Conscious sedation: Here’s how to comply with JCAHO
Conscious sedation: Here’s how to comply with JCAHO
By Sue Dill Calloway, RN, BA, BSN, MSN, JD
Several weeks ago I was working as a nurse in the ED. A patient came in with a "gunshot wound" and the usual trauma alert was called. He had been cleaning his gun as it leaned against the outer part of his shoulder and it went off. After the preliminary care was done and the wound was found to be superficial, he was transferred from trauma services to a regular bed in the ED. A physician had decided to debride and clean the wound under conscious sedation. I was assigned to be the patient’s nurse.
After getting a report from the other ED nurse, I assessed the patient myself. The patient was a healthy 23-year-old male who had no allergies, took no current medications, and had no medical problems. I then proceeded to prepare for providing intravenous conscious sedation.
Conscious sedation is a medically controlled state of depressed consciousness that allows protective reflexes to be maintained, retains the patient’s ability to maintain a patent airway, and continuously permits appropriate response by the patient to physical stimuli or verbal command, such as "open your eyes."
Our hospital has mandated that all nurses perfroming conscious sedation be qualified. A mandatory education packet had to be reviewed and a test taken to insure that a uniform level of care was being done, no matter what department in the hospital was involved, and that all persons doing conscious sedation have the skills necessary to provide quality care. This handout material included information on proper dosages, administration, adverse reactions, and interventions for adverse reactions and overdoses. It included information on how to recognize an airway obstruction.
All the ED nurses are ACLS certified. Information was provided on assessing the total patient care requirements, including oxygen saturation, respiratory rate, cardiac rate, blood pressure, and level of consciousness. We had stickers made up with the Aldrete score that could be placed right on the ED nursing notes.
Our hospital is accredited by the Joint Commission on the Accreditation of Healthcare Organizations (JCAHO), so I needed to ensure compliance with these standards. I first made sure the appropriate equipment was present (LD.1.3.2- this number is the corresponding section that shows the requirement in the JCAHO Comprehensive Manual for Hospitals—LD stands for the leadership standard and the section number follows it.)
The patient was placed on the cardiac monitor and I attached the pulse oximeter to his finger. We have all the emergency equipment nearby, such as the crash cart, medications with reversal agents, defibrillator, intubation equipment, airways, et al. Oxygen and suction are available at the bedside. The patient already had an IV, which I had assessed was patent. I was ready for my part and I wanted to check the cart.
The physician had privileges to do the procedure (MS.5.14). A history and physical was not on the chart and the physician said he could write one (PE.1.7 and see MS6.3). A presedation assessment was done (PE.1.7.1). The patient had no problems with analgesics or anesthesia before, he did not snore, had no chronic airway problems and no allergies. He was determined to be a candidate for conscious sedation by the physician as required ( PE1.7.2).

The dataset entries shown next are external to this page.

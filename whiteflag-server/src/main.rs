use std::sync::Arc;

use anyhow::{Context, Result};
use tracing::info;

use whiteflag_server::{
    run_startup_sweep, Config, Engine, LogNotifier, SqliteStore, SystemClock,
};

#[tokio::main]
async fn main() -> Result<()> {
    tracing_subscriber::fmt()
        .with_env_filter(
            tracing_subscriber::EnvFilter::try_from_default_env()
                .unwrap_or_else(|_| tracing_subscriber::EnvFilter::new("info")),
        )
        .init();

    let config = Config::from_env().context("failed to load configuration")?;
    std::fs::create_dir_all(&config.state_dir).with_context(|| {
        format!(
            "failed to create state directory {}",
            config.state_dir.display()
        )
    })?;

    let db_path = config.database_path();
    let store = SqliteStore::new(&db_path)
        .with_context(|| format!("failed to open database at {}", db_path.display()))?;
    info!("record database at {}", db_path.display());

    let engine = Engine::new(
        Arc::new(store),
        Arc::new(LogNotifier),
        Arc::new(SystemClock),
    );

    // Repair the timer table before accepting any work.
    run_startup_sweep(&engine)
        .await
        .context("startup sweep failed")?;

    info!("whiteflag engine running; press ctrl-c to stop");
    tokio::signal::ctrl_c()
        .await
        .context("failed to listen for shutdown signal")?;

    info!("shutting down");
    engine.timers().clear();
    Ok(())
}
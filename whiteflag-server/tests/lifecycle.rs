//! End-to-end lifecycle scenarios, driven entirely through the public API.
//!
//! Time is controlled from both ends: the engine reads a `ManualClock`, and
//! tokio runs with a paused clock so armed timers fire deterministically.
//! Always advance the manual clock first, then tokio time, so a fired
//! handler observes a "now" that makes its deadline due.

use std::sync::Arc;

use chrono::{DateTime, Duration, TimeZone, Utc};
use whiteflag_core::{ClaimFields, ClaimStatus, EngineError, RequestDetails, RequestStatus};
use whiteflag_server::{
    run_startup_sweep, Command, CommandOutcome, Engine, ManualClock, MemoryStore, Notification,
    RecordingNotifier, WarningKind,
};

fn t0() -> DateTime<Utc> {
    Utc.with_ymd_and_hms(2024, 3, 1, 12, 0, 0).unwrap()
}

struct World {
    engine: Arc<Engine>,
    store: Arc<MemoryStore>,
    clock: Arc<ManualClock>,
    notifier: Arc<RecordingNotifier>,
}

fn world() -> World {
    let store = Arc::new(MemoryStore::new());
    let clock = Arc::new(ManualClock::starting_at(t0()));
    let notifier = Arc::new(RecordingNotifier::new());
    let engine = Engine::new(store.clone(), notifier.clone(), clock.clone());
    World {
        engine,
        store,
        clock,
        notifier,
    }
}

/// Move both clocks forward and let due timers run.
async fn advance(world: &World, by: Duration) {
    world.clock.advance(by);
    tokio::time::advance(by.to_std().unwrap()).await;
    for _ in 0..4 {
        tokio::task::yield_now().await;
    }
}

fn details() -> RequestDetails {
    RequestDetails {
        ign: "survivor".into(),
        server_type: "pvp".into(),
        map: "island".into(),
    }
}

fn claim_fields() -> ClaimFields {
    ClaimFields {
        claimant_tag: "claimant#1".into(),
        target_tag: "target#2".into(),
        proof: "https://example.com/clip".into(),
        notes: String::new(),
    }
}

#[tokio::test(start_paused = true)]
async fn protection_runs_its_full_course() {
    let w = world();

    let request = w.engine.submit_request("Alpha", "u1", details()).await.unwrap();
    w.engine.approve_request(request.id, "admin").await.unwrap();

    // Day 6: the 24-hour warning lands, exactly once.
    advance(&w, Duration::days(6)).await;
    let current = w.engine.get_request(request.id).await.unwrap();
    assert_eq!(current.status, RequestStatus::Approved);
    assert_eq!(current.warned_at, Some(t0() + Duration::days(6)));
    assert_eq!(w.notifier.count_warnings(), 1);

    // Day 7: the window closes.
    advance(&w, Duration::days(1)).await;
    let current = w.engine.get_request(request.id).await.unwrap();
    assert_eq!(current.status, RequestStatus::Expired);
    assert_eq!(current.expired_at, Some(t0() + Duration::days(7)));
    assert_eq!(w.engine.timers().armed_count(), 0);
    assert!(w
        .notifier
        .sent()
        .contains(&Notification::Expired(request.id.to_string())));

    // The tribe is free to apply again.
    w.engine.submit_request("alpha", "u1", details()).await.unwrap();
}

#[tokio::test(start_paused = true)]
async fn one_live_protection_per_tribe() {
    let w = world();

    let first = w.engine.submit_request("Alpha", "u1", details()).await.unwrap();
    let err = w
        .engine
        .submit_request("  ALPHA ", "u2", details())
        .await
        .unwrap_err();
    assert!(matches!(err, EngineError::Conflict { .. }));

    w.engine.approve_request(first.id, "admin").await.unwrap();
    let err = w
        .engine
        .submit_request("alpha", "u2", details())
        .await
        .unwrap_err();
    assert!(matches!(err, EngineError::Conflict { .. }));
}

#[tokio::test(start_paused = true)]
async fn early_end_swaps_protection_for_a_bounty() {
    let w = world();

    let request = w.engine.submit_request("Alpha", "u1", details()).await.unwrap();
    w.engine.approve_request(request.id, "admin").await.unwrap();

    advance(&w, Duration::days(2)).await;
    let ended = w
        .engine
        .end_request_early(request.id, "admin", "raided a protected tribe")
        .await
        .unwrap();
    assert_eq!(ended.status, RequestStatus::EndedEarly);
    let bounty = ended.active_bounty().unwrap();
    assert_eq!(bounty.ends_at, t0() + Duration::days(2) + Duration::days(7));

    // The protection timers were replaced by bounty timers: the old expiry
    // at day 7 passes without touching the record.
    advance(&w, Duration::days(6)).await;
    let current = w.engine.get_request(request.id).await.unwrap();
    assert_eq!(current.status, RequestStatus::EndedEarly);
    assert!(current.active_bounty().is_some());
    assert_eq!(
        current.active_bounty().unwrap().warned_at,
        Some(t0() + Duration::days(8)),
        "bounty warning fired at ends - 24h"
    );

    // Day 9: the bounty window closes unclaimed.
    advance(&w, Duration::days(1)).await;
    let current = w.engine.get_request(request.id).await.unwrap();
    let bounty = current.bounty.as_ref().unwrap();
    assert!(!bounty.active);
    assert_eq!(bounty.expired_at, Some(t0() + Duration::days(9)));
    assert_eq!(w.engine.timers().armed_count(), 0);
}

#[tokio::test(start_paused = true)]
async fn claim_lock_admits_one_claim_at_a_time() {
    let w = world();

    let host = w
        .engine
        .add_or_refresh_bounty("Gamma", "admin", "no protection filed")
        .await
        .unwrap();

    let first = w
        .engine
        .submit_claim(host.id, "claimant1", claim_fields())
        .await
        .unwrap();
    let err = w
        .engine
        .submit_claim(host.id, "claimant2", claim_fields())
        .await
        .unwrap_err();
    assert!(matches!(err, EngineError::Conflict { .. }));

    // Denial releases the lock; a fresh claim gets in and is approved.
    w.engine.deny_claim(first.id, "admin").await.unwrap();
    let second = w
        .engine
        .submit_claim(host.id, "claimant2", claim_fields())
        .await
        .unwrap();
    let approved = w.engine.approve_claim(second.id, "admin").await.unwrap();
    assert_eq!(approved.status, ClaimStatus::Approved);

    let current = w.engine.get_request(host.id).await.unwrap();
    let bounty = current.bounty.as_ref().unwrap();
    assert!(!bounty.active);
    assert!(bounty.locked);
    assert_eq!(bounty.claimed_by.as_deref(), Some("claimant2"));
    assert_eq!(w.engine.timers().armed_count(), 0);
}

#[tokio::test(start_paused = true)]
async fn restart_fast_forwards_what_lapsed_while_down() {
    let w = world();

    let protected = w.engine.submit_request("Alpha", "u1", details()).await.unwrap();
    w.engine.approve_request(protected.id, "admin").await.unwrap();
    let bounty_host = w
        .engine
        .add_or_refresh_bounty("Gamma", "admin", "r")
        .await
        .unwrap();

    // Process dies; its timers die with it.
    let store = w.store.clone();
    let clock = w.clock.clone();
    drop(w);
    clock.advance(Duration::days(8));

    let notifier = Arc::new(RecordingNotifier::new());
    let engine = Engine::new(store, notifier.clone(), clock);
    let summary = run_startup_sweep(&engine).await.unwrap();

    assert_eq!(summary.protections_expired, 1);
    assert_eq!(summary.bounties_expired, 1);
    assert_eq!(summary.protections_rearmed, 0);
    assert_eq!(summary.bounties_rearmed, 0);
    assert_eq!(engine.timers().armed_count(), 0);

    let protected = engine.get_request(protected.id).await.unwrap();
    assert_eq!(protected.status, RequestStatus::Expired);
    let bounty_host = engine.get_request(bounty_host.id).await.unwrap();
    assert!(!bounty_host.bounty.as_ref().unwrap().active);
}

#[tokio::test(start_paused = true)]
async fn restart_rearms_what_is_still_live() {
    let w = world();

    let protected = w.engine.submit_request("Alpha", "u1", details()).await.unwrap();
    w.engine.approve_request(protected.id, "admin").await.unwrap();

    let store = w.store.clone();
    let clock = w.clock.clone();
    drop(w);
    clock.advance(Duration::days(3));

    let notifier = Arc::new(RecordingNotifier::new());
    let engine = Engine::new(store, notifier.clone(), clock.clone());
    let summary = run_startup_sweep(&engine).await.unwrap();
    assert_eq!(summary.protections_rearmed, 1);
    assert_eq!(engine.timers().armed_count(), 2);

    // The re-armed timers still fire on the original schedule.
    clock.advance(Duration::days(3));
    tokio::time::advance(std::time::Duration::from_secs(3 * 24 * 3600)).await;
    for _ in 0..4 {
        tokio::task::yield_now().await;
    }
    let current = engine.get_request(protected.id).await.unwrap();
    assert_eq!(current.warned_at, Some(t0() + Duration::days(6)));
    assert!(notifier
        .sent()
        .contains(&Notification::Warning(
            protected.id.to_string(),
            WarningKind::ProtectionEnding
        )));

    clock.advance(Duration::days(1));
    tokio::time::advance(std::time::Duration::from_secs(24 * 3600)).await;
    for _ in 0..4 {
        tokio::task::yield_now().await;
    }
    let current = engine.get_request(protected.id).await.unwrap();
    assert_eq!(current.status, RequestStatus::Expired);
}

#[tokio::test(start_paused = true)]
async fn commands_drive_the_same_lifecycle() {
    let w = world();

    let outcome = w
        .engine
        .execute(Command::SubmitRequest {
            tribe_name: "Alpha".into(),
            requested_by: "u1".into(),
            details: details(),
        })
        .await
        .unwrap();
    let CommandOutcome::Request(request) = outcome else {
        panic!("submit returned a claim");
    };

    w.engine
        .execute(Command::ApproveRequest {
            id: request.id,
            actor: "admin".into(),
        })
        .await
        .unwrap();

    let listed = w.engine.list_requests().await.unwrap();
    assert_eq!(listed.len(), 1);
    assert_eq!(listed[0].status, RequestStatus::Approved);
}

Next, I checked to be sure the informed consent was on the chart and it was. It discussed the procedure, risks, benefits, and alternatives as required in the Treatment of Patients section TX.5.2.1 and the sedation risks were discussed (TX.2.2). The physician affectionately referred to me as the "conscious sedation police" and asked if there was anything else to be done. I told him I thought we pretty much nailed the pre-conscious sedation standards and we could commence.
I administered the IV medication, and my job was to continuously monitor the patient’s vital signs and complete the Aldrete score after the Versed was given. One of the things I always carry in my pocket is a nice chart that lists each of the drugs commonly given during conscious sedation, the route, suggested usual sedation dose, when sedation monitoring is optional and when it is required, and the onset and duration of each drug. My list includes Midazolam (Versed), Lorazepam, Diazepam (Valium), Pentobarbital, Morphine, Meperidine (Demerol), and Fentanyl. We don’t do pediatrics, so we never use lollipops containing drugs.
The patient was monitored during conscious sedation (TX.2.3) and did fine. Post conscious sedation, the status was assessed (PE.1.7.4) and stable and fully awake. We did not have to worry about using discharge by criteria, as required by TX.2.4.1, since the physician determined the patient was stable and could now be transferred to his room since he was being admitted. My job was now over. I am not sure who collected the process and outcome data in our organization (PI.3.1.1) or what data was evaluated. Facilities doing conscious sedation generally review the medical records to ensure that quality care was given. A chart review is usually done to make sure that appropriate documentation is in the medical record, such as current medications; past medical problems; allergies; level of consciousness; appropriate monitoring devices used; dose; route and effect of medication; use of any interventions, such as oxygen; and untoward side effects of the procedure.
A quality improvement tool might include a check-off list to ensure there was continuous cardiac monitoring, pulse oximeter, respiratory rate, level of consciousness, whether medications were administered according to the policy, if informed consent was on the chart, and any undesirable effects from the medication. Any adverse event should be intensively evaluated as required by PI.4.3.